Which lines below contain the word "display"? Copy each one.
▼
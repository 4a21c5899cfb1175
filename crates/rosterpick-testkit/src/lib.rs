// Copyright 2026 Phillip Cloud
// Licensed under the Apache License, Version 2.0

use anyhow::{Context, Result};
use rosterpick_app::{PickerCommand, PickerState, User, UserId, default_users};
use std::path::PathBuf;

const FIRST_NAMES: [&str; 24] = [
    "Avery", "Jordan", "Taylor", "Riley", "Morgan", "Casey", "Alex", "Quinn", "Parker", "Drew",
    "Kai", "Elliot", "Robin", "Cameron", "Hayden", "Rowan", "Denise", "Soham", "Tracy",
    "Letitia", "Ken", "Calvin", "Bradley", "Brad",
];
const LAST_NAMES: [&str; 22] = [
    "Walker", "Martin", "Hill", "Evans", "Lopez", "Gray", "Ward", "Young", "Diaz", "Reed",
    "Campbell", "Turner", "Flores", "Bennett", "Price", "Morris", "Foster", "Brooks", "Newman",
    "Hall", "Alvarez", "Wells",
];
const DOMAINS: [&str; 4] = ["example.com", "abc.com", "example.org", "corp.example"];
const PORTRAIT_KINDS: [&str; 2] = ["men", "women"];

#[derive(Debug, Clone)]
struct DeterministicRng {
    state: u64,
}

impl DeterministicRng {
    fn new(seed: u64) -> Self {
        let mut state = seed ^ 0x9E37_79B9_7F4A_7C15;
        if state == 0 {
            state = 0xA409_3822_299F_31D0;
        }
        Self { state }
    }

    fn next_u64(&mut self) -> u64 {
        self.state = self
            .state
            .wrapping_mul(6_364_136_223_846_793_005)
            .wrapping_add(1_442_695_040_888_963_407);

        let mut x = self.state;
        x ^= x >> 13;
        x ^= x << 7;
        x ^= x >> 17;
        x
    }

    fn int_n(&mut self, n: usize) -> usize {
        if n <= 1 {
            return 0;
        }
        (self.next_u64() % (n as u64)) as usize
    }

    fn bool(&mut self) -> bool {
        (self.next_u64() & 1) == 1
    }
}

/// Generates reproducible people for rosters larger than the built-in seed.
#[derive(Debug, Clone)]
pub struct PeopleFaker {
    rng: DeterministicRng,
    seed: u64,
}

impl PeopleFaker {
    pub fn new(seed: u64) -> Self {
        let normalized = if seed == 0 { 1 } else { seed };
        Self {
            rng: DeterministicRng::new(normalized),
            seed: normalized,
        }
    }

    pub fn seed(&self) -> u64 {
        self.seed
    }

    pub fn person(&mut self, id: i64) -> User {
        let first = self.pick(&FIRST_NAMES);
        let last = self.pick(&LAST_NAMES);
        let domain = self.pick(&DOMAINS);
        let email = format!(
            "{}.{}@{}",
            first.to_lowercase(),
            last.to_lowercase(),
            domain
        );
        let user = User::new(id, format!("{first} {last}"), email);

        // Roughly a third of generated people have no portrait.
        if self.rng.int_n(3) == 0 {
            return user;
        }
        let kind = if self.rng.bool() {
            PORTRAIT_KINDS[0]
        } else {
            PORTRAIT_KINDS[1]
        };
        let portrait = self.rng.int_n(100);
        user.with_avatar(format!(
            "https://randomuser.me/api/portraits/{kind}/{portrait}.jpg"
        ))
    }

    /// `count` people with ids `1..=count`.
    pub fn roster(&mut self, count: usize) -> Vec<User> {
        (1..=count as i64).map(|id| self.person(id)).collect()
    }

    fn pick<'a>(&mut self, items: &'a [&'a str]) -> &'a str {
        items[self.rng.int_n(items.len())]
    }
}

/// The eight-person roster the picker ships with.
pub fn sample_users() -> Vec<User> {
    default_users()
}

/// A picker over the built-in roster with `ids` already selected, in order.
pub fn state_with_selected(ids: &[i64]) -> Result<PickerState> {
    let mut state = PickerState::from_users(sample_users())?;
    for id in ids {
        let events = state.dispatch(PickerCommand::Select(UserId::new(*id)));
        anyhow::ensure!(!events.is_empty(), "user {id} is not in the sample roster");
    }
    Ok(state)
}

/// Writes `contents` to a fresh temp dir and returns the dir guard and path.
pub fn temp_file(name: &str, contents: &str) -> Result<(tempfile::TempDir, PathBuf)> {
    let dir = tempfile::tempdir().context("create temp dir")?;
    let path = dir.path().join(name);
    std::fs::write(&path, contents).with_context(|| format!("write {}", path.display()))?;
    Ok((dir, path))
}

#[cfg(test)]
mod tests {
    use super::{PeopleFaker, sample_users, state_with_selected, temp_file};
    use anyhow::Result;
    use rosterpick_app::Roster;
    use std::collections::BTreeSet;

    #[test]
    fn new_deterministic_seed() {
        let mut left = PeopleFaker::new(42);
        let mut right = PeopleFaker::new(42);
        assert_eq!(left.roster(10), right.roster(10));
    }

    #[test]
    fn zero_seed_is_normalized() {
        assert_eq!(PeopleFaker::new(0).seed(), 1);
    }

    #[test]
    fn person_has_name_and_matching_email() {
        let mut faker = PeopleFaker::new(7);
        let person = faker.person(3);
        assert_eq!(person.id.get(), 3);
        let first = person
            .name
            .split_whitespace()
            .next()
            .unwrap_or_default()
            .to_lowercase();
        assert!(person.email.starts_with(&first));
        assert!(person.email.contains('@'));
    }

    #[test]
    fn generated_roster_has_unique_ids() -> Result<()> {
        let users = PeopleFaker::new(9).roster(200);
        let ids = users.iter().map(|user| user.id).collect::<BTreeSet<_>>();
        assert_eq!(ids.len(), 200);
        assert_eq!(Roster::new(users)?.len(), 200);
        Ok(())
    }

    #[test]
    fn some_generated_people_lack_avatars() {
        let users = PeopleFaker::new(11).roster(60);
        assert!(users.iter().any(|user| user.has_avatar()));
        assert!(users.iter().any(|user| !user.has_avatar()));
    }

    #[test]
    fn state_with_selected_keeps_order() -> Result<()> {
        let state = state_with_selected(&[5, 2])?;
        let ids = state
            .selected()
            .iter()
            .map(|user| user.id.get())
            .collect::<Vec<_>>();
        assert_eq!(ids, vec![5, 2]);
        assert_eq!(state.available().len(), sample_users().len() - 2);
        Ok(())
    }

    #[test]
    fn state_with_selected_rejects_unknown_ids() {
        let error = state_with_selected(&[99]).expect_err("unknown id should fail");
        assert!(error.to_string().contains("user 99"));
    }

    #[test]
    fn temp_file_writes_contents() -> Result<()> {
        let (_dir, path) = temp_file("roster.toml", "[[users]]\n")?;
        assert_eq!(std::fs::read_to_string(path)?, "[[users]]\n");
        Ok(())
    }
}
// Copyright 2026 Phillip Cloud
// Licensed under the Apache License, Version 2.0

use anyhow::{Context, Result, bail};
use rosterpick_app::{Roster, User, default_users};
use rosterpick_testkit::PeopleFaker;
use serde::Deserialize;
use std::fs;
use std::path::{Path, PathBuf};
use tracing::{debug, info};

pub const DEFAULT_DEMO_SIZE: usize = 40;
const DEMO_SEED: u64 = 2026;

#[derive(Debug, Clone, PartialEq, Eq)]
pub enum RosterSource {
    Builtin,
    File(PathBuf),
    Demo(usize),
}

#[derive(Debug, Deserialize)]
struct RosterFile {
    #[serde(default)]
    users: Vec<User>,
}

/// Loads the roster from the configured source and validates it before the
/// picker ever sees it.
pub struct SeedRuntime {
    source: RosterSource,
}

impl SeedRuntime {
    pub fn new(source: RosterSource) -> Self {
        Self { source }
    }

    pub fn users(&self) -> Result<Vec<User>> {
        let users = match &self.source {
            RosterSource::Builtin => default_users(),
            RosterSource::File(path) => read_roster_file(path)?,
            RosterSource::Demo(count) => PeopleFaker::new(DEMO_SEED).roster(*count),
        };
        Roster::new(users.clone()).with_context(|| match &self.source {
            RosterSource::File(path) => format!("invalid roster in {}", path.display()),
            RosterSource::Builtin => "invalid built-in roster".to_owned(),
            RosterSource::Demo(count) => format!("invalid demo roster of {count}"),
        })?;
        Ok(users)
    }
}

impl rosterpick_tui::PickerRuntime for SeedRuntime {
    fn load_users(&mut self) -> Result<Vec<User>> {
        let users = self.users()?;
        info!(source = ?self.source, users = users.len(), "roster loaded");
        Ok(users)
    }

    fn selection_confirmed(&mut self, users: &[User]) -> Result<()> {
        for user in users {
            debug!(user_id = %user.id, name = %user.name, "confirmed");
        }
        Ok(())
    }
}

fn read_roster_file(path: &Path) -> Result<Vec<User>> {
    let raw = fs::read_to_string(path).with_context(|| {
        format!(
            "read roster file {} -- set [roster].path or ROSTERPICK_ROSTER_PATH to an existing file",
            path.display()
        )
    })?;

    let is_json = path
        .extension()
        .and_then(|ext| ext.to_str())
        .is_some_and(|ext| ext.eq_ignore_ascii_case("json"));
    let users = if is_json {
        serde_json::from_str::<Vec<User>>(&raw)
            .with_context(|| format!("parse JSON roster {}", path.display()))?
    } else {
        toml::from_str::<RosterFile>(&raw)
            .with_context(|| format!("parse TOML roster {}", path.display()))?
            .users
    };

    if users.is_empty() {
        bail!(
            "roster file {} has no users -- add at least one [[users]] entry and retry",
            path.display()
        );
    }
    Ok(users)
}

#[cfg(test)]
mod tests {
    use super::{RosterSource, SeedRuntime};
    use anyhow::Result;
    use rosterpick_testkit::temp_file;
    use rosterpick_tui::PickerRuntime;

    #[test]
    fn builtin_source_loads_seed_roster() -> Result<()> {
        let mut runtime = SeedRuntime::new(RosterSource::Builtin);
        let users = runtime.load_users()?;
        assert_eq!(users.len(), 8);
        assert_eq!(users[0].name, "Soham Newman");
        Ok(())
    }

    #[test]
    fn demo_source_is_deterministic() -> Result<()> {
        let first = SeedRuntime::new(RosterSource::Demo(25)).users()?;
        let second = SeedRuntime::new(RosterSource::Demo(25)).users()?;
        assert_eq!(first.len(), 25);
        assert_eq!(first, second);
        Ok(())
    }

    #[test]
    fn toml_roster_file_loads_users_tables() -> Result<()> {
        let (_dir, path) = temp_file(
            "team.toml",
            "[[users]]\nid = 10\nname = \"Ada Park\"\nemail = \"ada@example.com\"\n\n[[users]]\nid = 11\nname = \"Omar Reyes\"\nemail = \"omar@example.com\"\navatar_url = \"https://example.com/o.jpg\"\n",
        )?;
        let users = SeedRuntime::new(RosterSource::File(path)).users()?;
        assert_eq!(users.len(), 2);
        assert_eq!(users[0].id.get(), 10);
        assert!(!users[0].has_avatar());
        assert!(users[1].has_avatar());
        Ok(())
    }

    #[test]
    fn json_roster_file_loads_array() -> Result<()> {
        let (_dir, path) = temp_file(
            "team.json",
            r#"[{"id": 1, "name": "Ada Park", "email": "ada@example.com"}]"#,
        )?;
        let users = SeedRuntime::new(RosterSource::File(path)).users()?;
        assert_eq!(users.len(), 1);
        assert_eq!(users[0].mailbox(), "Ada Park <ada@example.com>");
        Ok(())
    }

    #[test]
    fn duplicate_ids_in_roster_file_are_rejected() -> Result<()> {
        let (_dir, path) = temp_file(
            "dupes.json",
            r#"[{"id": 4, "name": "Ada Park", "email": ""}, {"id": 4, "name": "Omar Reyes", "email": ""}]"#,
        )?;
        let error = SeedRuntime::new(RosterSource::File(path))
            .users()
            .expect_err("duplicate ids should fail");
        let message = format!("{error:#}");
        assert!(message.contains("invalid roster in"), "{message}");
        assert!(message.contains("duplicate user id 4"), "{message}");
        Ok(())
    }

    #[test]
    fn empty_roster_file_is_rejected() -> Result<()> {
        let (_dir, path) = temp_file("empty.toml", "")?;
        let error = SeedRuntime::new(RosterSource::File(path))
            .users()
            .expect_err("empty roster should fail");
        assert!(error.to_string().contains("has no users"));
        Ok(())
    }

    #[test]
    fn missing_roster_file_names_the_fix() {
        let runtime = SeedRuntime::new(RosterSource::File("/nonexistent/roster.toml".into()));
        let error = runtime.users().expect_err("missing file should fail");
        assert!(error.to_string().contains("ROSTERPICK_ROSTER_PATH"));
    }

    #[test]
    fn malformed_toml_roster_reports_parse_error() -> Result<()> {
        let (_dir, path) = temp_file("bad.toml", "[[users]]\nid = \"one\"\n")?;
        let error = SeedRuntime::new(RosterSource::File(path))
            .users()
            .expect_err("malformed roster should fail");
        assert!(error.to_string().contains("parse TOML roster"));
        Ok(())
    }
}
▲
> **EXERCISE SOLUTION**:
    std::fs::write(&path, contents).with_context(|| format!("write {}", path.display()))?;
            RosterSource::File(path) => format!("invalid roster in {}", path.display()),
            path.display()
            .with_context(|| format!("parse JSON roster {}", path.display()))?
            .with_context(|| format!("parse TOML roster {}", path.display()))?
            path.display()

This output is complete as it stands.